La conclusion, c'était qu'aucun prêtre ne pouvait, sans manquer à son caractère, obéir à l'ordre de l'Assemblée en donnant lecture de ses décrets dans l'église, à plus forte raison au prône : « ... Qu'est-ce que le prône ? s'écrie-t-il. En quel lieu èt par qui, devant qui, en quel temps se fait-il ? Le prône est cette instruction destinée à extirper du milieu des fidèles l'ignorance des mystères de la foi et des vérités de la religion. Cet objet est assez important pour que l'attention des paroissiens ne soit pas continuellement distraite par les mystères de votre politique, les nouvelles de vos comices, les impositions, les charges et les dettes du fisc... Mais, en quel temps surtout se fait le prône ! au moment où le plus redoutable sacrifice n'est suspendu que pour nous annoncer les grandeurs de celui à qui il est offert. Quoi ! dans ce moment même où les fidèles doivent oublier la terre et toutes les choses de la terre pour se transporter en esprit dans le plus haut des cieux, se placer au milieu des puissances célestes, se disposer avec elles au sacrifice de l'agneau, immoler eux-mêmes cet agneau sans tache ! Quoi ! dans ce moment même, nous, pasteurs des âmes, nous dirions aux fidèles : non, non, n'élevez pas vos esprits et vos cœurs jusqu'au ciel ; ne vous occupez pas de la victime sainte ; descendez et restez attachés à la terre,' écoutez les décrets de vos assemblées politiques... »

Emporté par sa sainte indignation, le prêtre aristocrate laissait échapper le fond de sa pensée, le motif réel de sa résistance : « ... Nous dirions aux fidèles... Apprenez et réjouissez-vous, apprenez les décrets qui dépouillent nos prêtres de leurs possessions, apprenez l'abolition de tous ces corps religieux, l'extraction de tous ces hommes voués à votre Dieu par la profession la plus sainte et la plus parfaite Apprenez à prêter à usure ; apprenez l'éligibilité des juifs, des protestants, de tous les sectaires... Apprenez encore la division du royaume en districts, en départements, en cantons... nue sais-je ? Nous aurons peut-être bien un jour d'autres choses à vous apprendre : la légitimité d'un divorce prescrit par Jésus-Christ, la réduction des évêchés établis par l'Église, et confondus, mélangés ou détruits par la puissance temporelle... C'est pour vous annoncer toutes ces choses que nous avons choisi et le lieu le plus saint et le moment le plus précieux de nos mystères[19]... ».

Ainsi, les belles théories sur la distinction des deux puissances ne servaient qu'à masquer toute l'amertume d'un cœur ulcéré et le refus de lire les décrets était à la fois une vengeance et une arme contre l'Assemblée spoliatrice et novatrice.

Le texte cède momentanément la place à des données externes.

//! # Process Handle (`common::process::handle`)
//!
//! File: cli/src/common/process/handle.rs
//! Author: Christi Mahu
//!
//! ## Overview
//!
//! `ProcessHandle` owns exactly one child process and drives it through its
//! lifecycle:
//!
//! ```text
//! NotStarted --start()--> Running --wait()--> Finished
//!                            |
//!                     send_terminate() (SIGTERM, state unchanged until wait())
//! ```
//!
//! - `start()` is legal only from `NotStarted` (`DoubleStart` otherwise).
//! - `send_terminate()` is legal once per start, while `Running` (`DoubleStop`
//!   otherwise).
//! - `wait()` reaps the child, drains the output sink, strips one trailing
//!   newline from each stream and moves to `Finished`. It is a no-op on a handle
//!   that is not running.
//! - A handle is single-use: `Finished` handles can be inspected, never
//!   restarted. Build a new one from the same `Command` to run again.
//!
//! Convenience compositions: `run()` (start + wait), `stop()` (send_terminate +
//! wait), `check_success()`, `check_installed()` and `wrap()`.
//!
//! ## Examples
//!
//! ```rust,no_run
//! use procwrap::ProcessHandle;
//!
//! # fn main() -> procwrap::ProcResult<()> {
//! let mut handle = ProcessHandle::new("echo hello")?;
//! handle.run()?;
//! assert_eq!(handle.exit_code(), Some(0));
//! assert_eq!(handle.stdout(), Some("hello"));
//! # Ok(())
//! # }
//! ```
//!
use super::command::{Command, CommandInput};
use super::sink::{normalize, CaptureMode, OutputSink};
use super::wrap;
use crate::common::system;
use crate::core::error::{BoxError, ProcResult, ProcessError};
use std::fmt;
use std::io;
use std::process::{Child, ExitStatus, Stdio};
use std::time::Duration;
use tracing::{debug, warn};

#[cfg(unix)]
use nix::sys::signal::{self, Signal};
#[cfg(unix)]
use nix::unistd::Pid;

/// Lifecycle state of a `ProcessHandle`.
#[derive(Debug, Clone, Copy, PartialEq, Eq)]
pub enum ProcessState {
    NotStarted,
    Running,
    Finished,
}

/// Owner of a single child process and its captured results.
#[derive(Debug)]
pub struct ProcessHandle {
    command: Command,
    capture: CaptureMode,
    state: ProcessState,
    child: Option<Child>,
    sink: Option<OutputSink>,
    terminate_sent: bool,
    stdout: Option<String>,
    stderr: Option<String>,
    exit_code: Option<i32>,
    os_error: Option<String>,
    install_hint: Option<String>,
    homepage: Option<String>,
}

impl ProcessHandle {
    /// Builds a handle from a string (`"ls -l"`) or a vector (`["ls", "-l"]`).
    ///
    /// # Errors
    ///
    /// `ProcessError::InvalidCommand` for an empty or untokenizable command.
    pub fn new(input: impl Into<CommandInput>) -> ProcResult<Self> {
        Ok(Self::from_command(Command::new(input)?))
    }

    /// Builds a handle around an already resolved `Command`.
    pub fn from_command(command: Command) -> Self {
        Self {
            command,
            capture: CaptureMode::default(),
            state: ProcessState::NotStarted,
            child: None,
            sink: None,
            terminate_sent: false,
            stdout: None,
            stderr: None,
            exit_code: None,
            os_error: None,
            install_hint: None,
            homepage: None,
        }
    }

    /// Selects the output capture strategy (file-backed by default).
    pub fn with_capture(mut self, capture: CaptureMode) -> Self {
        self.capture = capture;
        self
    }

    /// Package name suggested to the user when the program is not installed.
    pub fn with_install_hint(mut self, package: impl Into<String>) -> Self {
        self.install_hint = Some(package.into());
        self
    }

    /// Homepage shown to the user when the program is not installed.
    pub fn with_homepage(mut self, url: impl Into<String>) -> Self {
        self.homepage = Some(url.into());
        self
    }

    pub fn command(&self) -> &Command {
        &self.command
    }

    pub fn capture(&self) -> CaptureMode {
        self.capture
    }

    pub fn state(&self) -> ProcessState {
        self.state
    }

    /// OS process id, once started.
    pub fn pid(&self) -> Option<u32> {
        self.child.as_ref().map(Child::id)
    }

    /// Exit code, once the OS process has exited. A child killed by signal `N`
    /// reports `-N` on Unix.
    pub fn exit_code(&self) -> Option<i32> {
        self.exit_code
    }

    /// Captured stdout, available after `wait()`.
    pub fn stdout(&self) -> Option<&str> {
        self.stdout.as_deref()
    }

    /// Captured stderr, available after `wait()`.
    pub fn stderr(&self) -> Option<&str> {
        self.stderr.as_deref()
    }

    /// Last OS-level failure seen while spawning (e.g. executable not found).
    pub fn os_error(&self) -> Option<&str> {
        self.os_error.as_deref()
    }

    pub fn install_hint(&self) -> Option<&str> {
        self.install_hint.as_deref()
    }

    pub fn homepage(&self) -> Option<&str> {
        self.homepage.as_deref()
    }

    /// Spawns the child without waiting for it.
    ///
    /// # Errors
    ///
    /// - `DoubleStart` if the handle has been started before.
    /// - `ProcessStart` if the OS cannot spawn the program; the cause is kept
    ///   in `os_error()` and the handle stays `NotStarted`.
    /// - `OutputCapture` if the output sink cannot be prepared (e.g. no usable
    ///   temp directory). The program was never tried, so `os_error()` is untouched.
    pub fn start(&mut self) -> ProcResult<&mut Self> {
        if self.state != ProcessState::NotStarted {
            return Err(ProcessError::DoubleStart {
                process: self.to_string(),
            });
        }

        let sink = OutputSink::new(self.capture).map_err(|e| self.capture_failed(e))?;
        let (stdout, stderr) = sink.stdio().map_err(|e| self.capture_failed(e))?;

        let mut cmd = self.command.to_std();
        cmd.stdin(Stdio::null()).stdout(stdout).stderr(stderr);

        let child = cmd.spawn().map_err(|e| self.start_failed(e))?;
        debug!("process was started (pid={})", child.id());

        self.child = Some(child);
        self.sink = Some(sink);
        self.terminate_sent = false;
        self.state = ProcessState::Running;
        Ok(self)
    }

    fn capture_failed(&self, source: io::Error) -> ProcessError {
        warn!("Cannot prepare output capture ({}): {}", self.capture, source);
        ProcessError::OutputCapture {
            process: self.to_string(),
            source,
        }
    }

    fn start_failed(&mut self, source: io::Error) -> ProcessError {
        debug!("OSError while starting {:?}: {}", self.command.args(), source);
        self.os_error = Some(source.to_string());
        ProcessError::ProcessStart {
            process: self.to_string(),
            source,
        }
    }

    /// Non-blocking liveness poll. False before `start()` and after `wait()`.
    pub fn is_alive(&mut self) -> bool {
        if self.state != ProcessState::Running {
            return false;
        }
        let Some(child) = self.child.as_mut() else {
            return false;
        };
        match child.try_wait() {
            Ok(None) => true,
            Ok(Some(status)) => {
                self.exit_code = exit_code_of(status);
                false
            }
            Err(e) => {
                warn!("Failed to poll process (pid={}): {}", child.id(), e);
                self.os_error = Some(e.to_string());
                false
            }
        }
    }

    /// Blocks until the child exits, then collects and normalizes its output.
    ///
    /// Returns immediately if the handle is not running.
    ///
    /// # Errors
    ///
    /// `OutputCapture` if waiting or reading back the output fails. The sink is
    /// released and the handle is `Finished` either way.
    pub fn wait(&mut self) -> ProcResult<&mut Self> {
        if self.state != ProcessState::Running {
            debug!("wait() on a process that is not running ({:?})", self.state);
            return Ok(self);
        }

        let collected = match (self.child.as_mut(), self.sink.take()) {
            (Some(child), Some(sink)) => Some(sink.collect(child)),
            _ => None,
        };
        self.state = ProcessState::Finished;

        match collected {
            Some(Ok(collected)) => {
                debug!("process has ended");
                self.exit_code = exit_code_of(collected.status);
                self.stdout = Some(normalize(&collected.stdout));
                self.stderr = Some(normalize(&collected.stderr));
                debug!("return code={:?}", self.exit_code);
                debug!("stdout={}", self.stdout.as_deref().unwrap_or_default());
                debug!("stderr={}", self.stderr.as_deref().unwrap_or_default());
                Ok(self)
            }
            Some(Err(source)) => Err(ProcessError::OutputCapture {
                process: self.to_string(),
                source,
            }),
            None => {
                warn!("Running process without child or sink: {}", self);
                Ok(self)
            }
        }
    }

    /// Requests termination (SIGTERM) without waiting for the exit.
    ///
    /// A child that already exited is left alone. The state stays `Running`
    /// until `wait()` reaps it.
    ///
    /// # Errors
    ///
    /// - `DoubleStop` if the handle is not running or was already signaled.
    /// - `Terminate` if the signal cannot be delivered.
    pub fn send_terminate(&mut self) -> ProcResult<&mut Self> {
        if self.state != ProcessState::Running || self.terminate_sent {
            return Err(ProcessError::DoubleStop {
                process: self.to_string(),
            });
        }
        self.terminate_sent = true;

        debug!(
            "stopping process (pid={:?} cmd={:?})",
            self.pid(),
            self.command.args()
        );
        if !self.is_alive() {
            debug!("process was already stopped");
            return Ok(self);
        }

        debug!("process is active -> sending SIGTERM");
        let signaled = match self.child.as_mut() {
            Some(child) => terminate(child),
            None => Ok(()),
        };
        if let Err(source) = signaled {
            self.os_error = Some(source.to_string());
            return Err(ProcessError::Terminate {
                process: self.to_string(),
                source,
            });
        }
        Ok(self)
    }

    /// `send_terminate()` followed by `wait()`.
    pub fn stop(&mut self) -> ProcResult<&mut Self> {
        self.send_terminate()?;
        self.wait()
    }

    /// `start()` followed by `wait()`: the synchronous execution path.
    pub fn run(&mut self) -> ProcResult<&mut Self> {
        self.start()?;
        self.wait()
    }

    /// Runs the process to completion and requires exit code `expected`.
    ///
    /// # Errors
    ///
    /// Anything `run()` returns, or `UnexpectedExitCode`.
    pub fn check_success(&mut self, expected: i32) -> ProcResult<&mut Self> {
        self.run()?;
        if self.exit_code != Some(expected) {
            return Err(ProcessError::UnexpectedExitCode {
                process: self.to_string(),
                expected,
                actual: self.exit_code,
            });
        }
        Ok(self)
    }

    /// Runs the process to completion to find out whether it can be spawned.
    ///
    /// Only a spawn failure counts as "not installed"; any exit code is fine.
    ///
    /// # Errors
    ///
    /// `NotInstalled` with a rendered remediation message when the spawn fails,
    /// otherwise anything `run()` returns.
    pub fn check_installed(&mut self) -> ProcResult<&mut Self> {
        let outcome = self.run().map(|_| ());
        match outcome {
            Err(ProcessError::ProcessStart { source, .. }) => Err(ProcessError::NotInstalled {
                message: system::diagnostic_hint(self),
                source,
            }),
            Err(other) => Err(other),
            Ok(()) => Ok(self),
        }
    }

    /// Binds `work` to the lifetime of this process; see `wrap::wrap`.
    pub fn wrap<'a, T, E, F>(
        &'a mut self,
        work: F,
        startup_delay: Duration,
    ) -> impl FnOnce() -> ProcResult<T> + 'a
    where
        F: FnOnce() -> Result<T, E> + 'a,
        E: Into<BoxError> + 'a,
        T: 'a,
    {
        wrap::wrap(self, work, startup_delay)
    }

    pub(crate) fn is_running(&self) -> bool {
        self.state == ProcessState::Running
    }
}

impl fmt::Display for ProcessHandle {
    fn fmt(&self, f: &mut fmt::Formatter<'_>) -> fmt::Result {
        write!(
            f,
            "<ProcessHandle input={} alias={:?} cmd={:?} ({}) os_error={:?} exit_code={:?} stdout={:?} stderr={:?}>",
            self.command.input(),
            self.command.alias(),
            self.command.args(),
            self.command.args().join(" "),
            self.os_error,
            self.exit_code,
            preview(self.stdout.as_deref()),
            preview(self.stderr.as_deref()),
        )
    }
}

const PREVIEW_CHARS: usize = 200;

fn preview(text: Option<&str>) -> Option<String> {
    text.map(|t| match t.char_indices().nth(PREVIEW_CHARS) {
        Some((cut, _)) => format!("{}...", &t[..cut]),
        None => t.to_string(),
    })
}

fn exit_code_of(status: ExitStatus) -> Option<i32> {
    #[cfg(unix)]
    {
        use std::os::unix::process::ExitStatusExt;
        status.code().or_else(|| status.signal().map(|sig| -sig))
    }
    #[cfg(not(unix))]
    {
        status.code()
    }
}

#[cfg(unix)]
fn terminate(child: &mut Child) -> io::Result<()> {
    let pid = Pid::from_raw(child.id() as i32);
    signal::kill(pid, Signal::SIGTERM).map_err(io::Error::from)
}

#[cfg(not(unix))]
fn terminate(child: &mut Child) -> io::Result<()> {
    child.kill()
}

Mais était-il prudent était-il habile d'engager le combat contre la Révolution sur ce terrain étroit ? La plupart des correspondants de Barruel ne le pensaient pas. Ils eurent l'air de se soumettre au décret, mais en l'interprétant à leur façon, et ils arrangèrent leur soumission de manière qu'elle devint profitable en définitive à la cause de l'aristocratie.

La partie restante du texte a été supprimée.